Emeritus Archbishop Peter Sarpong who is the current head of the Kumasi Archdiocese of the Catholic Church was born on 6th February 1933 in Offinso, Ashanti.
He was ordained Catholic priest on the 11th of December 1959. Approximately 10 years after his ordination to the priesthood, he was appointed Bishop of the Diocese of Kumasi (as it then was); and ordained Bishop on the 8th of March 1970, aged just 37.
As the bishop of the Diocese of Kumasi, he was, at the time, in charge of the Catholic church in both the Ashanti Region and the former Brong-Ahafo Region.
On 17th January 2002, he was appointed the first Archbishop of the then newly elevated Archdiocese of Kumasi by His Holiness Pope John Paul II.
He retired from the Archbishopric on 26th March 2008 at the age of 75.
Before retiring, he held various appointments at various times at the Vatican, including being a long-term member of the Peace Council.
He is one of the most distinguished academicians in Africa and the world, and the most cited social anthropologists in Ghana, Africa and the world at large.
Shortly after his ordination in 1959, he made his way to Italy where he obtained a Licentiate in Sacred Theology (S.T.L.) from St Thomas Aquinas University, Rome, in 1962, and a Doctorate degree in Sacred Theology in 1963.
He also obtained Diploma in Anthropology and Master of Letters (M.Litt.) in Social Anthropology from Oxford University, England in 1965.
He has written over 1,000 books and articles on Anthropology, Theology and African Culture, among others.)
He once said:
“For many of them ( Europeans), the African was only a near Sub-human person, without any sense of decency; his customs and practices were superstitious and lacked any sense of true religion”.
In other words, they saw nothing good in our indigenous African culture.
Hence they asked us to adopt their culture so we can become civilized, enlightened and more to it ‘to become like them ‘. They therefore initiated two mechanisms for these operations.
And they are Education and religion.
Through formal education, they were to train our illiterate and unenlightened minds, and with religion they claimed they were going to make us religious persons.
These were only the good reasons but beneath they had their real reasons.
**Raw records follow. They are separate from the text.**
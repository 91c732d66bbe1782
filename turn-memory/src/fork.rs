//! Copy-on-write overlay over another memory.

use std::collections::BTreeMap;
use std::sync::RwLock;

use serde_json::{Map, Value};
use tracing::debug;

use crate::error::{MemoryError, MemoryResult};
use crate::path;
use crate::state::Memory;

/// Overlay that reads through to a parent memory and keeps writes local.
///
/// Repair attempts render against a fork so that scratch history never leaks
/// into the caller's state. Overlay entries are keyed by normalised path; a
/// `None` entry is a tombstone hiding the parent value. No key is ever a
/// segment prefix of another key.
pub struct MemoryFork<'a> {
    parent: &'a dyn Memory,
    overlay: RwLock<BTreeMap<String, Option<Value>>>,
}

impl std::fmt::Debug for MemoryFork<'_> {
    fn fmt(&self, f: &mut std::fmt::Formatter<'_>) -> std::fmt::Result {
        let overlay = self.overlay.read().expect("memory fork poisoned");
        f.debug_struct("MemoryFork")
            .field("overlay", &*overlay)
            .finish_non_exhaustive()
    }
}

impl<'a> MemoryFork<'a> {
    /// Creates an empty overlay on top of `parent`.
    #[must_use]
    pub fn new(parent: &'a dyn Memory) -> Self {
        Self {
            parent,
            overlay: RwLock::new(BTreeMap::new()),
        }
    }

    /// Returns the paths written or deleted through this fork.
    ///
    /// # Panics
    ///
    /// Panics if the internal lock is poisoned.
    #[must_use]
    pub fn touched_paths(&self) -> Vec<String> {
        self.overlay
            .read()
            .expect("memory fork poisoned")
            .keys()
            .cloned()
            .collect()
    }

    fn ancestor_or_self(
        overlay: &BTreeMap<String, Option<Value>>,
        segments: &[String],
    ) -> Option<(usize, String)> {
        (1..=segments.len())
            .map(|depth| (depth, segments[..depth].join(".")))
            .find(|(_, key)| overlay.contains_key(key))
    }

    fn remove_descendants(overlay: &mut BTreeMap<String, Option<Value>>, key: &str) {
        let prefix = format!("{key}.");
        overlay.retain(|existing, _| !existing.starts_with(&prefix));
    }

    fn ensure_parents_are_objects(&self, segments: &[String]) -> MemoryResult<()> {
        for depth in 1..segments.len() {
            let prefix = segments[..depth].join(".");
            if self
                .get_value(&prefix)
                .is_some_and(|value| !value.is_object())
            {
                return Err(MemoryError::NotAnObject { path: prefix });
            }
        }
        Ok(())
    }
}

impl Memory for MemoryFork<'_> {
    fn get_value(&self, path: &str) -> Option<Value> {
        let segments = path::segments(path).ok()?;
        let overlay = self.overlay.read().expect("memory fork poisoned");

        if let Some((depth, key)) = Self::ancestor_or_self(&overlay, &segments) {
            let entry = overlay.get(&key)?.as_ref()?;
            return path::lookup_value(entry, &segments[depth..]).cloned();
        }

        let full = segments.join(".");
        let prefix = format!("{full}.");
        let mut base = self.parent.get_value(&full);
        for (key, entry) in overlay.range(prefix.clone()..) {
            if !key.starts_with(&prefix) {
                break;
            }
            let relative: Vec<String> = key[prefix.len()..]
                .split('.')
                .map(str::to_owned)
                .collect();
            match entry {
                Some(value) => {
                    let root = base.get_or_insert_with(|| Value::Object(Map::new()));
                    if path::overwrite_value(root, &relative, value.clone()) {
                        debug!(path = %key, "fork write shadows a parent scalar");
                    }
                }
                None => {
                    if let Some(root) = base.as_mut() {
                        path::remove_value(root, &relative);
                    }
                }
            }
        }
        base
    }

    fn set_value(&self, path: &str, value: Value) -> MemoryResult<()> {
        let segments = path::segments(path)?;
        self.ensure_parents_are_objects(&segments)?;

        let mut overlay = self.overlay.write().expect("memory fork poisoned");
        let full = segments.join(".");
        match Self::ancestor_or_self(&overlay, &segments) {
            Some((depth, key)) if depth < segments.len() => {
                let rest = &segments[depth..];
                match overlay.get_mut(&key) {
                    Some(Some(existing)) => path::insert_value(existing, rest, value),
                    _ => {
                        let mut created = Value::Object(Map::new());
                        path::insert_value(&mut created, rest, value)?;
                        overlay.insert(key, Some(created));
                        Ok(())
                    }
                }
            }
            _ => {
                Self::remove_descendants(&mut overlay, &full);
                overlay.insert(full, Some(value));
                Ok(())
            }
        }
    }

    fn delete_value(&self, path: &str) -> MemoryResult<()> {
        let segments = path::segments(path)?;
        let mut overlay = self.overlay.write().expect("memory fork poisoned");
        let full = segments.join(".");
        match Self::ancestor_or_self(&overlay, &segments) {
            Some((depth, key)) if depth < segments.len() => {
                if let Some(Some(existing)) = overlay.get_mut(&key) {
                    path::remove_value(existing, &segments[depth..]);
                }
            }
            _ => {
                Self::remove_descendants(&mut overlay, &full);
                overlay.insert(full, None);
            }
        }
        Ok(())
    }
}

#[cfg(test)]
mod tests {
    use serde_json::json;

    use crate::{Memory, MemoryError, TurnState};

    fn seeded() -> TurnState {
        let state = TurnState::new();
        state
            .set_value("conversation.history", json!(["hi"]))
            .unwrap();
        state
            .set_value("conversation.profile", json!({"name": "Ada", "age": 36}))
            .unwrap();
        state
    }

    #[test]
    fn reads_fall_through_to_parent() {
        let state = seeded();
        let fork = state.fork();
        assert_eq!(
            fork.get_value("conversation.profile.name"),
            Some(json!("Ada"))
        );
        assert!(fork.touched_paths().is_empty());
    }

    #[test]
    fn writes_stay_in_the_fork() {
        let state = seeded();
        let fork = state.fork();
        fork.set_value("conversation.history", json!(["hi", "there"]))
            .unwrap();
        fork.set_value("conversation.history-repair", json!([]))
            .unwrap();

        assert_eq!(
            fork.get_value("conversation.history"),
            Some(json!(["hi", "there"]))
        );
        assert_eq!(state.get_value("conversation.history"), Some(json!(["hi"])));
        assert_eq!(state.get_value("conversation.history-repair"), None);
    }

    #[test]
    fn nested_writes_merge_into_parent_objects() {
        let state = seeded();
        let fork = state.fork();
        fork.set_value("conversation.profile.name", json!("Grace"))
            .unwrap();

        assert_eq!(
            fork.get_value("conversation.profile"),
            Some(json!({"name": "Grace", "age": 36}))
        );
        assert_eq!(
            state.get_value("conversation.profile.name"),
            Some(json!("Ada"))
        );
    }

    #[test]
    fn writes_below_an_overlay_entry_edit_it() {
        let state = TurnState::new();
        let fork = state.fork();
        fork.set_value("temp.scratch", json!({})).unwrap();
        fork.set_value("temp.scratch.count", json!(3)).unwrap();
        assert_eq!(fork.get_value("temp.scratch"), Some(json!({"count": 3})));
        assert_eq!(fork.touched_paths(), ["temp.scratch"]);
    }

    #[test]
    fn deletes_hide_parent_values() {
        let state = seeded();
        let fork = state.fork();
        fork.delete_value("conversation.profile.age").unwrap();
        assert_eq!(
            fork.get_value("conversation.profile"),
            Some(json!({"name": "Ada"}))
        );

        fork.delete_value("conversation.profile").unwrap();
        assert_eq!(fork.get_value("conversation.profile.name"), None);
        assert!(state.has_value("conversation.profile.age"));
    }

    #[test]
    fn rejects_writes_through_scalars() {
        let state = seeded();
        let fork = state.fork();
        let err = fork
            .set_value("conversation.history.first", json!(1))
            .expect_err("array parent");
        assert!(matches!(err, MemoryError::NotAnObject { .. }));
    }

    #[test]
    fn fork_writes_shadow_parent_scalars_written_later() {
        let state = seeded();
        let fork = state.fork();
        fork.set_value("conversation.settings.theme.color", json!("blue"))
            .unwrap();
        state
            .set_value("conversation.settings", json!("dark"))
            .unwrap();

        assert_eq!(
            fork.get_value("conversation.settings"),
            Some(json!({"theme": {"color": "blue"}}))
        );
        assert_eq!(
            fork.get_value("conversation.settings.theme.color"),
            Some(json!("blue"))
        );
        assert_eq!(
            fork.get_value("conversation").unwrap()["settings"],
            json!({"theme": {"color": "blue"}})
        );
        assert_eq!(state.get_value("conversation.settings"), Some(json!("dark")));
    }

    #[test]
    fn forks_can_be_stacked() {
        let state = seeded();
        let outer = state.fork();
        outer.set_value("temp.input", json!("outer")).unwrap();
        let inner = crate::MemoryFork::new(&outer);
        inner.set_value("temp.input", json!("inner")).unwrap();

        assert_eq!(inner.get_value("input"), Some(json!("inner")));
        assert_eq!(outer.get_value("input"), Some(json!("outer")));
        assert_eq!(state.get_value("input"), None);
    }
}
//! Memory trait and the default turn state store.

use std::sync::RwLock;

use serde_json::{Map, Value};
use tracing::trace;

use crate::error::MemoryResult;
use crate::fork::MemoryFork;
use crate::path;

/// Dotted-path access to turn-scoped JSON state.
///
/// Implementations use interior mutability: a render pass holds a shared
/// reference while template functions write through it in declaration order.
pub trait Memory: Send + Sync {
    /// Returns a copy of the value at `path`, if present.
    fn get_value(&self, path: &str) -> Option<Value>;

    /// Writes `value` at `path`, creating intermediate objects.
    ///
    /// # Errors
    ///
    /// Returns [`MemoryError`](crate::MemoryError) when the path is malformed or
    /// crosses a non-object value.
    fn set_value(&self, path: &str, value: Value) -> MemoryResult<()>;

    /// Removes the value at `path`; missing values are not an error.
    ///
    /// # Errors
    ///
    /// Returns [`MemoryError::InvalidPath`](crate::MemoryError::InvalidPath) for
    /// malformed paths.
    fn delete_value(&self, path: &str) -> MemoryResult<()>;

    /// Returns `true` when a value exists at `path`.
    fn has_value(&self, path: &str) -> bool {
        self.get_value(path).is_some()
    }
}

/// In-process memory for a single turn, organised into scopes.
#[derive(Debug, Default)]
pub struct TurnState {
    inner: RwLock<Map<String, Value>>,
}

impl TurnState {
    /// Creates empty state.
    #[must_use]
    pub fn new() -> Self {
        Self::default()
    }

    /// Creates state from previously persisted scopes.
    #[must_use]
    pub fn from_map(scopes: Map<String, Value>) -> Self {
        Self {
            inner: RwLock::new(scopes),
        }
    }

    /// Returns a copy of every scope, suitable for persistence between turns.
    ///
    /// # Panics
    ///
    /// Panics if the internal lock is poisoned.
    #[must_use]
    pub fn snapshot(&self) -> Map<String, Value> {
        self.inner.read().expect("turn state poisoned").clone()
    }

    /// Removes every value from the `temp` scope.
    ///
    /// # Panics
    ///
    /// Panics if the internal lock is poisoned.
    pub fn clear_temp(&self) {
        self.inner
            .write()
            .expect("turn state poisoned")
            .remove(path::TEMP_SCOPE);
    }

    /// Returns an overlay whose writes never reach this state.
    #[must_use]
    pub fn fork(&self) -> MemoryFork<'_> {
        MemoryFork::new(self)
    }
}

impl Memory for TurnState {
    fn get_value(&self, path: &str) -> Option<Value> {
        let segments = path::segments(path).ok()?;
        let inner = self.inner.read().expect("turn state poisoned");
        path::lookup(&inner, &segments).cloned()
    }

    fn set_value(&self, path: &str, value: Value) -> MemoryResult<()> {
        let segments = path::segments(path)?;
        trace!(path, "memory write");
        let mut inner = self.inner.write().expect("turn state poisoned");
        path::insert(&mut inner, &segments, value)
    }

    fn delete_value(&self, path: &str) -> MemoryResult<()> {
        let segments = path::segments(path)?;
        let mut inner = self.inner.write().expect("turn state poisoned");
        path::remove(&mut inner, &segments);
        Ok(())
    }
}

#[cfg(test)]
mod tests {
    use super::*;
    use serde_json::json;

    use crate::MemoryError;

    #[test]
    fn reads_and_writes_dotted_paths() {
        let state = TurnState::new();
        state
            .set_value("conversation.profile.name", json!("Ada"))
            .unwrap();
        state.set_value("input", json!("hello")).unwrap();

        assert_eq!(
            state.get_value("conversation.profile.name"),
            Some(json!("Ada"))
        );
        assert_eq!(state.get_value("temp.input"), Some(json!("hello")));
        assert!(state.has_value("conversation.profile"));
        assert!(!state.has_value("user.anything"));
    }

    #[test]
    fn delete_is_idempotent() {
        let state = TurnState::new();
        state.set_value("temp.value", json!(1)).unwrap();
        state.delete_value("temp.value").unwrap();
        state.delete_value("temp.value").unwrap();
        assert_eq!(state.get_value("temp.value"), None);
    }

    #[test]
    fn invalid_paths_error() {
        let state = TurnState::new();
        let err = state.set_value("a..b", json!(1)).expect_err("bad path");
        assert!(matches!(err, MemoryError::InvalidPath { .. }));
        assert_eq!(state.get_value(""), None);
    }

    #[test]
    fn clear_temp_keeps_other_scopes() {
        let state = TurnState::new();
        state.set_value("temp.input", json!("x")).unwrap();
        state.set_value("conversation.count", json!(2)).unwrap();
        state.clear_temp();

        let snapshot = state.snapshot();
        assert!(!snapshot.contains_key("temp"));
        assert_eq!(snapshot["conversation"]["count"], json!(2));
    }
}
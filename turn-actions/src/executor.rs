//! Sequential plan execution.

use std::fmt;
use std::future::Future;
use std::sync::Arc;
use std::time::{Duration, Instant};

use async_trait::async_trait;
use tracing::{debug, info, warn};
use turn_primitives::{CancellationToken, Command, Plan};

use crate::error::{ActionError, ActionResult};
use crate::handler::STOP_COMMAND;
use crate::output::{OutputChannel, TracingChannel};
use crate::registry::ActionRegistry;

/// Limits applied to a single plan execution.
#[derive(Clone, Copy, Debug, Default, PartialEq, Eq)]
pub struct ExecutionLimits {
    /// Maximum number of commands a plan may contain.
    pub max_steps: Option<usize>,
    /// Wall-clock budget for the whole plan.
    pub max_time: Option<Duration>,
}

/// Hook consulted once a plan is ready, before any command runs.
#[async_trait]
pub trait PlanReadyHook<C, S>: Send + Sync
where
    C: ?Sized + Send + Sync + 'static,
    S: ?Sized + Send + Sync + 'static,
{
    /// Returns `false` to skip the plan entirely.
    ///
    /// # Errors
    ///
    /// Any error aborts execution and is returned to the caller.
    async fn on_plan_ready(&self, context: &C, state: &S, plan: &Plan) -> ActionResult<bool>;
}

/// How a plan execution ended.
#[derive(Clone, Copy, Debug, PartialEq, Eq)]
pub enum ExecutionStatus {
    /// Every command ran.
    Completed,
    /// A handler returned [`STOP_COMMAND`].
    Stopped,
    /// The plan-ready hook rejected the plan.
    Vetoed,
}

/// Result of one DO command.
#[derive(Clone, Debug, PartialEq, Eq)]
pub struct ActionOutput {
    /// Name of the action.
    pub action: String,
    /// Identifier of the native action call, if the command came from one.
    pub action_id: Option<String>,
    /// String returned by the handler.
    pub output: String,
}

/// Summary of a plan execution.
#[derive(Clone, Debug, PartialEq, Eq)]
pub struct ExecutionOutcome {
    status: ExecutionStatus,
    steps: usize,
    outputs: Vec<ActionOutput>,
}

impl ExecutionOutcome {
    /// Returns how execution ended.
    #[must_use]
    pub const fn status(&self) -> ExecutionStatus {
        self.status
    }

    /// Returns the number of commands that ran.
    #[must_use]
    pub const fn steps(&self) -> usize {
        self.steps
    }

    /// Returns the DO results in execution order.
    #[must_use]
    pub fn outputs(&self) -> &[ActionOutput] {
        &self.outputs
    }
}

/// Runs plans command by command against an [`ActionRegistry`].
///
/// DO commands go to the registered handler, or to the unknown-action handler
/// for unregistered names; SAY commands go to the output channel. Commands
/// never run concurrently or out of order.
pub struct PlanExecutor<C: ?Sized, S: ?Sized> {
    registry: Arc<ActionRegistry<C, S>>,
    output: Arc<dyn OutputChannel>,
    limits: ExecutionLimits,
    plan_ready: Option<Arc<dyn PlanReadyHook<C, S>>>,
}

impl<C: ?Sized, S: ?Sized> fmt::Debug for PlanExecutor<C, S> {
    fn fmt(&self, f: &mut fmt::Formatter<'_>) -> fmt::Result {
        f.debug_struct("PlanExecutor")
            .field("registry", &self.registry)
            .field("limits", &self.limits)
            .field("plan_ready_configured", &self.plan_ready.is_some())
            .finish_non_exhaustive()
    }
}

impl<C, S> PlanExecutor<C, S>
where
    C: ?Sized + Send + Sync + 'static,
    S: ?Sized + Send + Sync + 'static,
{
    /// Creates an executor that logs SAY messages to tracing.
    #[must_use]
    pub fn new(registry: Arc<ActionRegistry<C, S>>) -> Self {
        Self {
            registry,
            output: Arc::new(TracingChannel),
            limits: ExecutionLimits::default(),
            plan_ready: None,
        }
    }

    /// Sends SAY messages to `output`.
    #[must_use]
    pub fn with_output(mut self, output: Arc<dyn OutputChannel>) -> Self {
        self.output = output;
        self
    }

    /// Applies step and time limits.
    #[must_use]
    pub fn with_limits(mut self, limits: ExecutionLimits) -> Self {
        self.limits = limits;
        self
    }

    /// Installs the plan-ready hook.
    #[must_use]
    pub fn with_plan_ready_hook(mut self, hook: Arc<dyn PlanReadyHook<C, S>>) -> Self {
        self.plan_ready = Some(hook);
        self
    }

    /// Returns the action registry.
    #[must_use]
    pub fn registry(&self) -> &Arc<ActionRegistry<C, S>> {
        &self.registry
    }

    /// Returns the configured limits.
    #[must_use]
    pub const fn limits(&self) -> ExecutionLimits {
        self.limits
    }

    /// Executes `plan`.
    ///
    /// # Errors
    ///
    /// Returns the first handler or output failure, which abandons the rest of
    /// the plan, [`ActionError::TooManySteps`] or [`ActionError::TimedOut`] when
    /// a limit is exceeded, and [`ActionError::Cancelled`] when `cancel` fires
    /// between commands.
    pub async fn execute(
        &self,
        context: Arc<C>,
        state: Arc<S>,
        plan: &Plan,
        cancel: &CancellationToken,
    ) -> ActionResult<ExecutionOutcome> {
        if let Some(hook) = &self.plan_ready {
            if !hook.on_plan_ready(&context, &state, plan).await? {
                info!(commands = plan.len(), "plan vetoed before execution");
                return Ok(ExecutionOutcome {
                    status: ExecutionStatus::Vetoed,
                    steps: 0,
                    outputs: Vec::new(),
                });
            }
        }
        if let Some(max_steps) = self.limits.max_steps {
            if plan.len() > max_steps {
                return Err(ActionError::TooManySteps {
                    steps: plan.len(),
                    max_steps,
                });
            }
        }

        let started = Instant::now();
        let mut outputs = Vec::new();
        for (step, command) in plan.commands().iter().enumerate() {
            if cancel.is_cancelled() {
                return Err(ActionError::Cancelled);
            }
            let remaining = self.remaining_time(started)?;

            match command {
                Command::Say(say) => {
                    debug!(step, "sending SAY command");
                    self.within(remaining, self.output.send(say.response.clone()))
                        .await?;
                }
                Command::Do(command) => {
                    let (handler, known) = self.registry.resolve(&command.action);
                    if !known {
                        debug!(step, action = %command.action, "routing to unknown-action handler");
                    }
                    let result = self
                        .within(
                            remaining,
                            handler.handle(
                                Arc::clone(&context),
                                Arc::clone(&state),
                                command.parameters.clone(),
                                command.action.clone(),
                            ),
                        )
                        .await;
                    let output = result.inspect_err(|err| {
                        warn!(step, action = %command.action, error = %err, "action failed; abandoning plan");
                    })?;
                    debug!(step, action = %command.action, output = %output, "action completed");

                    let stop = output == STOP_COMMAND;
                    outputs.push(ActionOutput {
                        action: command.action.clone(),
                        action_id: command.action_id.clone(),
                        output,
                    });
                    if stop {
                        info!(step, action = %command.action, "plan stopped by action");
                        return Ok(ExecutionOutcome {
                            status: ExecutionStatus::Stopped,
                            steps: step + 1,
                            outputs,
                        });
                    }
                }
            }
        }

        Ok(ExecutionOutcome {
            status: ExecutionStatus::Completed,
            steps: plan.len(),
            outputs,
        })
    }

    fn remaining_time(&self, started: Instant) -> ActionResult<Option<Duration>> {
        let Some(max_time) = self.limits.max_time else {
            return Ok(None);
        };
        max_time
            .checked_sub(started.elapsed())
            .filter(|remaining| !remaining.is_zero())
            .map(Some)
            .ok_or(ActionError::TimedOut { max_time })
    }

    async fn within<T>(
        &self,
        remaining: Option<Duration>,
        future: impl Future<Output = ActionResult<T>>,
    ) -> ActionResult<T> {
        match (remaining, self.limits.max_time) {
            (Some(remaining), Some(max_time)) => tokio::time::timeout(remaining, future)
                .await
                .map_err(|_| ActionError::TimedOut { max_time })?,
            _ => future.await,
        }
    }
}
First, the real reasons for giving us the formal education and religion was to help us to reach a standard that we can understand and accept them as our masters, especially their language since they were very interested in trading with us.
On the other hand, they introduced religion in order to be able to tame us.
Since language is the the vehicle to every culture, they foreknew that by teaching us their language we will begin to admire their culture and hence regard it as superior to ours and this they have achieved over the centuries.
Telling us that our culture is inferior, we also came to believe it that indeed our culture is inferior through their repeated lies to us.
And this reminds me of the words of Mahatma Gandhi and he says “If you repeat a lie enough, people begin to think its true”.
By destroying our culture they destroyed our past. (What past was that?? Will soon talk about it)
As one famous Catholic priest, lecturer and philosopher Rev Father Ave Maria O.P. once said when he was admonishing his seminarians to be careful of the enemy he said
“if you want to destroy your enemy, don’t touch his future but only destroy his past.”
With this in mind, they only destroyed our history, our rich indigenous culture and our identity and its effects are still very hurting till date on the African continent.
Consider the depth of how they have infested our rich godly culture with germs of inhumanity and the canker in our society now.
They made us believe that our polygamous system of marriage is evil and they are now asking us to accept same sex marriage based on human rights and individual difference.
They also made us believe that we are simply incompetent for anything good, yet they took us to go and develop their less endowed sectors which is now yielding for them billions of dollars.
Isn’t it ironical ?
Even though almost all African countries on the continent can now claim independence yet we together with our political leaders are still under the worst form of colonialism.
Simply because we have failed to realize and adjust our system of education for it to be able to fit and benefit our economy.
And so in actual sense, the ideas and intentions of our colonial masters still live on.
Yes! even though they refused to touch our future but by destroying our past they detained the future of the bright black star.
It is high time we begun to stop being myopic and naive.
The former president of Ghana John Agyekum Kufuor was a genius in patronizing the Ghanaian and for that matter the African culture, to the extent that he even initiated the “Friday Africa Wear” for almost all the institutions in Ghana.
Imagine how some of our own African women dress exposing their nakedness as if there is nothing at stake, all in the name of civilization.
Haven’t we lost our identity and heritage as Africans..???
Narrative Account by: Archbishop Emeritus Peter Kwesi Sarpong (Distinguished International Social Anthropologist).